Si le cahier des charges bio est accessible pour un bon nombre d’élevages au pâturage, les bénéfices peuvent être fluctuants selon les modèles de production. Exemple en Moselle.

Stéphane Ermann, à la tête de 900 brebis et 180 ha de pâtures en Moselle, a décidé de se convertir à l’agriculture biologique en 2015. Ayant toujours travaillé de manière extensive, il voit dans le bio un moyen de valoriser sa conduite au pâturage. Afin d’asseoir son autosuffisance fourragère en vue de la conversion au bio, l’éleveur décide de réduire son cheptel et de modifier son assolement. Il passe donc de 1 100 à 900 brebis, et transforme ses 40 ha de culture céréalière en pâture. L’objectif est alors de nourrir autant que possible le troupeau à l’herbe, notamment pour la finition des agneaux. Claire Favier, coordinatrice de la filière ovine chez Unebio insiste sur l’importance de l’autonomie alimentaire au sein des exploitations biologiques. « Il faut être capable d’ajuster son niveau de production en fonction de ses capacités fourragères pour développer un système rentable. Le prix de vente est une chose, mais se pencher sur le coût de production peut également permettre de dégager des bénéfices. »

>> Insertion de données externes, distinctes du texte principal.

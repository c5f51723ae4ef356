use std::fmt::Debug;

use aws_sdk_ec2::error::ProvideErrorMetadata;

use shutoff_core::AppError;

/// Converts an AWS SDK failure into an internal application error.
pub(crate) fn aws_error<E>(operation: &str, error: &E) -> AppError
where
    E: ProvideErrorMetadata + Debug,
{
    // Transport and timeout failures carry no service metadata.
    if error.code().is_none() && error.message().is_none() {
        return AppError::Internal(format!("{operation} failed: {error:?}"));
    }

    describe_failure(operation, error.code(), error.message())
}

fn describe_failure(operation: &str, code: Option<&str>, message: Option<&str>) -> AppError {
    let message = message.unwrap_or("no message");
    match code {
        Some(code) => AppError::Internal(format!("{operation} failed ({code}): {message}")),
        None => AppError::Internal(format!("{operation} failed: {message}")),
    }
}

La crise du Covid 19 a déréglé les marchés

La succession des années sèches vient cependant éroder l’autonomie alimentaire. Si auparavant l’éleveur avait recours aux concentrés pour engraisser 20 % de ses agneaux, ce sont maintenant 70 % d’entre eux qui ont besoin d’être complémentés, et l’aliment grignote la marge. « Nous parvenons à atteindre une sorte d’autonomie collective à l’échelle de la région, au sens où je trouve des voisins agriculteurs bio pour me fournir en paille ou en céréales. Mais avec la succession des années sèches, je dois davantage complémenter mes agneaux, alors mécaniquement, le coût de revient augmente ». Lorsqu’il s’est lancé dans l’agriculture biologique, Stéphane Ermann vendait ses agneaux en moyenne 70 centimes de plus qu’en conventionnel, ce qui correspond grosso modo au surcoût engendré par l’achat d’aliment de finition pour agneaux sur son exploitation, mais la sécheresse change la donne et laisse le jeune agriculteur perplexe sur les stratégies à adopter pour préserver sa marge.

Le prix de l’agneau bio est fixé au semestre pour sécuriser le revenu des éleveurs

Le cours de l’agneau conventionnel a cette année atteint des sommets avec le Covid-19 et la diminution des importations. Dans ce contexte la filière bio a du mal à rester compétitive. En effet, l’éleveur est déçu par la rémunération estivale proposée par sa coopérative. « J’ai vendu mes agneaux dans le circuit de commercialisation bio, et ils m’ont été payés moins cher que des agneaux conventionnels, s’énerve l’éleveur. Cela ne valorise même pas la qualité de nos agneaux ». Les agneaux, classés U3 ont été rémunérés 6,70 €/kg carcasse en filière biologique, pour 7,20 € pour les agneaux conventionnels.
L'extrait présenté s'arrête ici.